The warm sun and cool breeze flow over me as the distant train fills my ears. Thoughts of everything and nothing possess my quiet brain. Sights of green and blue, of me and you.  Emotions of love and hope. The faith you'd always be near. All of this as my breath subsides. All of this keeps me from wanting to die. Your sweet grin. Our tasteful sin. It's all worth every broken glass and left behind dream. It's all something but not what it seemed. We used to know, but knowing is showing that ignorance is vast. There's nothing more than barking dogs and trains flying past. There's nothing more than the crow calling my name. My hair is caressed and ruffled by the pushing wind. Asking me to move and go to that place within.  That place I find is my now, my here, my way, and how. The flag flaps as fast as the sparrows wings. All of it nothing and all at once the beauty of your eyes when they've just awoken. The beauty of words that can never be spoken. The trees know it and the wet ground can taste it. Only they know what we know of nothing, only the flock knows the path. Only freedom can be found in the gusts that lift us up with our open wings. Only this, my heart sings.

Tuesday, November 22, 2011

Candid Acts

Candid is always best. Whether it be a photograph; a moment between friends, or face you make during good sex. When we lose that idea of looking right and become the moment we're in. That is where life and love and the pursuit of happiness exist.
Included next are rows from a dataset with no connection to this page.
//! Wire protocol spoken between peers through the relay.
//!
//! Every frame is a JSON object tagged with the event name and carrying its
//! payload under `data`:
//! ```json
//! { "event": "pointer-event", "data": { "kind": "down", "x": 10.0, "y": 10.0, "timestampMs": 1 } }
//! { "event": "board-command", "data": { "action": "undo" } }
//! { "event": "joined", "data": { "channel": "board", "peerCount": 2 } }
//! ```
//! The event names used by older web clients (`cursor-event`,
//! `whiteboard-command`) and their `type`/`timestamp` field names are accepted
//! on input.

use crate::error::ProtocolError;
use serde::{Deserialize, Serialize};
use std::fmt;
use std::str::FromStr;

/// Channel joined when a peer does not ask for one.
pub const DEFAULT_CHANNEL: &str = "board";

/// Drawing tool carried by pointer events and paths.
#[derive(Debug, Clone, Copy, PartialEq, Eq, Hash, Serialize, Deserialize, Default)]
#[serde(rename_all = "lowercase")]
pub enum Tool {
    #[default]
    Pen,
    Eraser,
}

impl fmt::Display for Tool {
    fn fmt(&self, f: &mut fmt::Formatter<'_>) -> fmt::Result {
        match self {
            Tool::Pen => f.write_str("pen"),
            Tool::Eraser => f.write_str("eraser"),
        }
    }
}

/// An opaque RGB color, written as `#rrggbb` on the wire.
#[derive(Debug, Clone, Copy, PartialEq, Eq, Hash, Serialize, Deserialize)]
#[serde(try_from = "String", into = "String")]
pub struct HexColor {
    pub r: u8,
    pub g: u8,
    pub b: u8,
}

impl HexColor {
    pub const BLACK: HexColor = HexColor::new(0, 0, 0);
    pub const WHITE: HexColor = HexColor::new(255, 255, 255);

    pub const fn new(r: u8, g: u8, b: u8) -> Self {
        Self { r, g, b }
    }
}

impl Default for HexColor {
    fn default() -> Self {
        Self::BLACK
    }
}

impl FromStr for HexColor {
    type Err = ProtocolError;

    /// Parses `#rrggbb` or the `#rgb` shorthand, case-insensitively.
    fn from_str(s: &str) -> Result<Self, Self::Err> {
        let invalid = || ProtocolError::InvalidColor(s.to_string());
        let hex = s.trim().strip_prefix('#').ok_or_else(invalid)?;
        if !hex.bytes().all(|b| b.is_ascii_hexdigit()) {
            return Err(invalid());
        }
        let channel = |digits: &str| u8::from_str_radix(digits, 16).map_err(|_| invalid());

        match hex.len() {
            6 => Ok(Self::new(
                channel(&hex[0..2])?,
                channel(&hex[2..4])?,
                channel(&hex[4..6])?,
            )),
            3 => Ok(Self::new(
                channel(&hex[0..1])? * 17,
                channel(&hex[1..2])? * 17,
                channel(&hex[2..3])? * 17,
            )),
            _ => Err(invalid()),
        }
    }
}

impl TryFrom<String> for HexColor {
    type Error = ProtocolError;

    fn try_from(value: String) -> Result<Self, Self::Error> {
        value.parse()
    }
}

impl From<HexColor> for String {
    fn from(color: HexColor) -> Self {
        color.to_string()
    }
}

impl fmt::Display for HexColor {
    fn fmt(&self, f: &mut fmt::Formatter<'_>) -> fmt::Result {
        write!(f, "#{:02x}{:02x}{:02x}", self.r, self.g, self.b)
    }
}

/// Phase of a pointer interaction.
#[derive(Debug, Clone, Copy, PartialEq, Eq, Hash, Serialize, Deserialize)]
#[serde(rename_all = "lowercase")]
pub enum PointerKind {
    #[serde(alias = "mousedown", alias = "touchstart")]
    Down,
    #[serde(alias = "mousemove", alias = "touchmove")]
    Move,
    #[serde(alias = "mouseup", alias = "touchend")]
    Up,
}

/// Device-independent pointer sample.
///
/// `x` and `y` are percentages (0..=100) of the emitting device's input
/// surface. Tool, color and width travel with every event so the receiver
/// never has to share tool state with the sender.
#[derive(Debug, Clone, PartialEq, Serialize, Deserialize)]
#[serde(rename_all = "camelCase")]
pub struct PointerEvent {
    #[serde(alias = "type")]
    pub kind: PointerKind,
    pub x: f64,
    pub y: f64,
    #[serde(default, skip_serializing_if = "Option::is_none")]
    pub pressure: Option<f64>,
    #[serde(alias = "timestamp")]
    pub timestamp_ms: u64,
    #[serde(default, skip_serializing_if = "Option::is_none")]
    pub tool: Option<Tool>,
    #[serde(default, skip_serializing_if = "Option::is_none")]
    pub color: Option<HexColor>,
    #[serde(default, skip_serializing_if = "Option::is_none")]
    pub stroke_width: Option<f64>,
}

impl PointerEvent {
    /// Create a bare event with no tool metadata.
    pub fn new(kind: PointerKind, x: f64, y: f64, timestamp_ms: u64) -> Self {
        Self {
            kind,
            x,
            y,
            pressure: None,
            timestamp_ms,
            tool: None,
            color: None,
            stroke_width: None,
        }
    }

    pub fn with_tool(mut self, tool: Tool) -> Self {
        self.tool = Some(tool);
        self
    }

    pub fn with_color(mut self, color: HexColor) -> Self {
        self.color = Some(color);
        self
    }

    pub fn with_stroke_width(mut self, width: f64) -> Self {
        self.stroke_width = Some(width);
        self
    }

    pub fn with_pressure(mut self, pressure: f64) -> Self {
        self.pressure = Some(pressure);
        self
    }
}

/// Control-plane action applied directly to the drawing history.
#[derive(Debug, Clone, Copy, PartialEq, Eq, Hash)]
pub enum CommandAction {
    Clear,
    Undo,
}

impl CommandAction {
    pub fn as_str(&self) -> &'static str {
        match self {
            CommandAction::Clear => "clear",
            CommandAction::Undo => "undo",
        }
    }
}

impl FromStr for CommandAction {
    type Err = ProtocolError;

    fn from_str(s: &str) -> Result<Self, Self::Err> {
        match s {
            "clear" => Ok(CommandAction::Clear),
            "undo" => Ok(CommandAction::Undo),
            other => Err(ProtocolError::UnknownAction(other.to_string())),
        }
    }
}

impl fmt::Display for CommandAction {
    fn fmt(&self, f: &mut fmt::Formatter<'_>) -> fmt::Result {
        f.write_str(self.as_str())
    }
}

/// A board command as it travels on the wire.
///
/// The action stays a plain string so that frames with unknown actions are
/// still well-formed and can be relayed; receivers validate with
/// [`BoardCommand::action`].
#[derive(Debug, Clone, PartialEq, Eq, Serialize, Deserialize)]
pub struct BoardCommand {
    pub action: String,
}

impl BoardCommand {
    pub fn new(action: CommandAction) -> Self {
        Self {
            action: action.as_str().to_string(),
        }
    }

    /// Parse the action tag.
    pub fn action(&self) -> Result<CommandAction, ProtocolError> {
        self.action.parse()
    }
}

impl From<CommandAction> for BoardCommand {
    fn from(action: CommandAction) -> Self {
        Self::new(action)
    }
}

/// A frame exchanged with the relay.
#[derive(Debug, Clone, PartialEq, Serialize, Deserialize)]
#[serde(tag = "event", content = "data", rename_all = "kebab-case")]
pub enum WireMessage {
    /// Pointer sample from a controller.
    #[serde(alias = "cursor-event")]
    PointerEvent(PointerEvent),
    /// Clear/undo command.
    #[serde(alias = "whiteboard-command")]
    BoardCommand(BoardCommand),
    /// Sent by the relay to a peer that just joined a channel.
    Joined {
        channel: String,
        #[serde(rename = "peerCount")]
        peer_count: usize,
    },
    /// Another peer joined the channel.
    PeerJoined {
        #[serde(rename = "peerId")]
        peer_id: String,
    },
    /// Another peer left the channel.
    PeerLeft {
        #[serde(rename = "peerId")]
        peer_id: String,
    },
    /// The relay rejected a frame.
    Error { message: String },
}

impl WireMessage {
    /// Decode a frame from JSON text.
    pub fn from_json(text: &str) -> Result<Self, ProtocolError> {
        Ok(serde_json::from_str(text)?)
    }

    /// Encode the frame as JSON text.
    pub fn to_json(&self) -> Result<String, ProtocolError> {
        Ok(serde_json::to_string(self)?)
    }

    /// Whether this frame is peer-to-peer traffic the relay should fan out.
    /// Presence and error frames are only ever produced by the relay itself.
    pub fn is_peer_traffic(&self) -> bool {
        matches!(self, WireMessage::PointerEvent(_) | WireMessage::BoardCommand(_))
    }

    /// Short name for logging.
    pub fn event_name(&self) -> &'static str {
        match self {
            WireMessage::PointerEvent(_) => "pointer-event",
            WireMessage::BoardCommand(_) => "board-command",
            WireMessage::Joined { .. } => "joined",
            WireMessage::PeerJoined { .. } => "peer-joined",
            WireMessage::PeerLeft { .. } => "peer-left",
            WireMessage::Error { .. } => "error",
        }
    }
}

impl From<PointerEvent> for WireMessage {
    fn from(event: PointerEvent) -> Self {
        WireMessage::PointerEvent(event)
    }
}

impl From<CommandAction> for WireMessage {
    fn from(action: CommandAction) -> Self {
        WireMessage::BoardCommand(BoardCommand::new(action))
    }
}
It's in those little moments when our mind is silenced and we allow ourselves to become that look, that laugh, that tear, that sigh.  I can preach from my pulpit about knowing it with all my heart.  But to what end? With what point? I've surely got no idea how to get there. I simply want to cherish the fact it's there.  But as it is you can't really acknowledge that candid truth without falsifying it somehow. As soon as it's seen it's gone like that light you see in her eye. So I don't know what I'm trying to say or even why. I think maybe that candid truth is our only truth or our only lie for that matter... Maybe that's god or that spirit of the universe we all know to be there? That true lie some of us know so well we call ourselves agnostic or atheist in order to piss off the daddy of our own conciousness. Maybe god isn't meant to be seen? Maybe it isnt meant to be acknowledged, understood, loved, hated or even ignored but maybe just a candid realism we shouldn't try to see but only try to be.